• [EXERCISE OBJECTIVE] The answer must be every line from the entries below that contains "bool".

• [INFORMATION PROVIDED]
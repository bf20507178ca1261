//! Lightweight, borrowed view of a SAM text record.
//!
//! Records are parsed straight from a tab-delimited line without copying. Only the fields
//! needed for error profiling are interpreted; the rest are kept as raw slices.

use noodles::core::Position;
use noodles::sam::alignment::record::Flags;

use crate::error::{FormatError, Result};

/// Number of mandatory SAM fields.
pub const MANDATORY_FIELDS: usize = 11;

/// Value of an unavailable SAM field.
const MISSING: &str = "*";

/// One alignment line of a SAM file.
#[derive(Debug, Clone, PartialEq, Eq)]
pub struct AlignmentRecord<'a> {
    name: &'a str,
    flags: Flags,
    reference_name: &'a str,
    alignment_start: Option<Position>,
    cigar: &'a str,
    sequence: &'a [u8],
    quality_scores: &'a [u8],
    tags: Vec<&'a str>,
}

impl<'a> AlignmentRecord<'a> {
    /// Parses a SAM alignment line (without the trailing newline).
    ///
    /// # Errors
    ///
    /// Returns [`FormatError::TooFewFields`] if the line has fewer than eleven fields and
    /// [`FormatError::InvalidField`] if FLAG or POS is not a number.
    pub fn parse(line: &'a str) -> Result<Self> {
        let line = line.trim_end_matches(['\r', '\n']);
        let fields: Vec<&'a str> = line.split('\t').collect();
        if fields.len() < MANDATORY_FIELDS {
            return Err(FormatError::TooFewFields { found: fields.len() });
        }

        let flags = fields[1]
            .parse::<u16>()
            .map(Flags::from)
            .map_err(|_| FormatError::InvalidField { field: "FLAG", value: fields[1].to_string() })?;

        let alignment_start = fields[3]
            .parse::<usize>()
            .map(Position::new)
            .map_err(|_| FormatError::InvalidField { field: "POS", value: fields[3].to_string() })?;

        Ok(Self {
            name: fields[0],
            flags,
            reference_name: fields[2],
            alignment_start,
            cigar: fields[5],
            sequence: fields[9].as_bytes(),
            quality_scores: fields[10].as_bytes(),
            tags: fields[MANDATORY_FIELDS..].to_vec(),
        })
    }

    /// Read name (QNAME).
    #[must_use]
    pub fn name(&self) -> &'a str {
        self.name
    }

    /// Flag bits.
    #[must_use]
    pub fn flags(&self) -> Flags {
        self.flags
    }

    /// Reference sequence name (RNAME).
    #[must_use]
    pub fn reference_name(&self) -> &'a str {
        self.reference_name
    }

    /// 1-based leftmost position, `None` when POS is 0.
    #[must_use]
    pub fn alignment_start(&self) -> Option<Position> {
        self.alignment_start
    }

    /// Raw CIGAR text.
    #[must_use]
    pub fn cigar(&self) -> &'a str {
        self.cigar
    }

    /// Read bases as stored in the record.
    #[must_use]
    pub fn sequence(&self) -> &'a [u8] {
        self.sequence
    }

    /// Quality characters as stored in the record.
    #[must_use]
    pub fn quality_scores(&self) -> &'a [u8] {
        self.quality_scores
    }

    /// True if the sequence was stored reverse complemented.
    #[must_use]
    pub fn is_reverse(&self) -> bool {
        self.flags.is_reverse_complemented()
    }

    /// True for records that should never be profiled: unmapped, secondary or supplementary.
    #[must_use]
    pub fn is_filtered(&self) -> bool {
        self.flags.is_unmapped() || self.flags.is_secondary() || self.flags.is_supplementary()
    }

    /// The first/last segment bits (0x40 and 0x80) that distinguish mates of one template.
    #[must_use]
    pub fn segment_bits(&self) -> u16 {
        u16::from(self.flags & (Flags::FIRST_SEGMENT | Flags::LAST_SEGMENT))
    }

    /// True if this is the last segment of a template (read 2).
    #[must_use]
    pub fn is_last_segment(&self) -> bool {
        self.flags.is_last_segment() && !self.flags.is_first_segment()
    }

    /// Value of an auxiliary tag, e.g. the `Z` payload of `MD:Z:10A5`.
    #[must_use]
    pub fn tag(&self, tag: [u8; 2]) -> Option<&'a str> {
        self.tags.iter().find_map(|field| {
            let mut parts = field.splitn(3, ':');
            let key = parts.next()?;
            let _type = parts.next()?;
            let value = parts.next()?;
            (key.as_bytes() == tag).then_some(value)
        })
    }

    /// Like [`Self::tag`], but a missing tag is a format error.
    ///
    /// # Errors
    ///
    /// Returns [`FormatError::MissingTag`] when the record does not carry `tag`.
    pub fn require_tag(&self, tag: [u8; 2]) -> Result<&'a str> {
        self.tag(tag).ok_or_else(|| FormatError::MissingTag {
            tag: String::from_utf8_lossy(&tag).into_owned(),
        })
    }

    /// Returns the sequence, or an error if it is `*`.
    ///
    /// # Errors
    ///
    /// Returns [`FormatError::MissingSequence`] when the record stores no bases.
    pub fn require_sequence(&self) -> Result<&'a [u8]> {
        if self.sequence == MISSING.as_bytes() || self.sequence.is_empty() {
            return Err(FormatError::MissingSequence);
        }
        Ok(self.sequence)
    }

    /// Returns the quality string, or an error if it does not cover the sequence.
    ///
    /// # Errors
    ///
    /// Returns [`FormatError::QualityLengthMismatch`] when the quality string is `*` or has
    /// a different length than the sequence.
    pub fn require_quality_scores(&self) -> Result<&'a [u8]> {
        let qual_len =
            if self.quality_scores == MISSING.as_bytes() { 0 } else { self.quality_scores.len() };
        if qual_len != self.sequence.len() {
            return Err(FormatError::QualityLengthMismatch {
                seq_len: self.sequence.len(),
                qual_len,
            });
        }
        Ok(self.quality_scores)
    }
}
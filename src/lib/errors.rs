//! Custom error types for errprof operations.

use errprof_sam::FormatError;
use thiserror::Error;

/// Result type alias for errprof operations
pub type Result<T> = std::result::Result<T, ErrprofError>;

/// Error type for errprof operations
#[derive(Error, Debug)]
pub enum ErrprofError {
    /// Invalid parameter value provided
    #[error("Invalid parameter '{parameter}': {reason}")]
    InvalidParameter {
        /// The parameter name
        parameter: String,
        /// Explanation of why it's invalid
        reason: String,
    },

    /// File format error
    #[error("Invalid {file_type} file '{path}': {reason}")]
    InvalidFileFormat {
        /// Type of file (e.g., "SAM", "stitch difference")
        file_type: String,
        /// Path to the file
        path: String,
        /// Explanation of the problem
        reason: String,
    },

    /// A quality value outside the configured range; aborts the whole run
    #[error(
        "Quality score {quality} outside of range [0, {max_quality}] in read '{read}' at position {position}"
    )]
    QualityOutOfRange {
        /// Decoded quality value (character code minus 33)
        quality: i16,
        /// Configured maximum quality
        max_quality: u8,
        /// Read name
        read: String,
        /// 0-based read position
        position: usize,
    },

    /// Per-record format problem
    #[error(transparent)]
    Format(#[from] FormatError),
}
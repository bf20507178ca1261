//! Common CLI options shared across commands.
//!
//! Shared argument structures composed into command structs with `#[command(flatten)]`.

use std::path::PathBuf;

use clap::Args;

use errprof_lib::validation::validate_file_exists;

/// Input/output options for commands that read one text file and write another.
#[derive(Debug, Clone, Args)]
pub struct TextIoOptions {
    /// Input file ('-' for stdin; '.gz' files are decompressed)
    #[arg(short = 'i', long = "input")]
    pub input: PathBuf,

    /// Output file ('-' for stdout; '.gz' files are compressed)
    #[arg(short = 'o', long = "output")]
    pub output: PathBuf,
}

impl TextIoOptions {
    /// Validates that the input file exists (skipped for stdin paths).
    ///
    /// # Errors
    ///
    /// Returns an error if the input file does not exist.
    pub fn validate(&self, description: &str) -> anyhow::Result<()> {
        validate_file_exists(&self.input, description)?;
        Ok(())
    }
}
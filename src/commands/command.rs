//! Command trait definition for CLI commands.
//!
//! Every errprof subcommand implements [`Command`]; `enum_dispatch` routes the parsed
//! subcommand to its implementation without boxing.

use anyhow::Result;
use enum_dispatch::enum_dispatch;

/// Trait implemented by all errprof CLI commands.
#[enum_dispatch]
pub trait Command {
    /// Runs the command to completion.
    #[allow(clippy::missing_errors_doc)]
    fn execute(&self) -> Result<()>;
}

• [EXERCISE ANSWER]
    pub fn is_reverse(&self) -> bool {
    pub fn is_filtered(&self) -> bool {
    pub fn is_last_segment(&self) -> bool {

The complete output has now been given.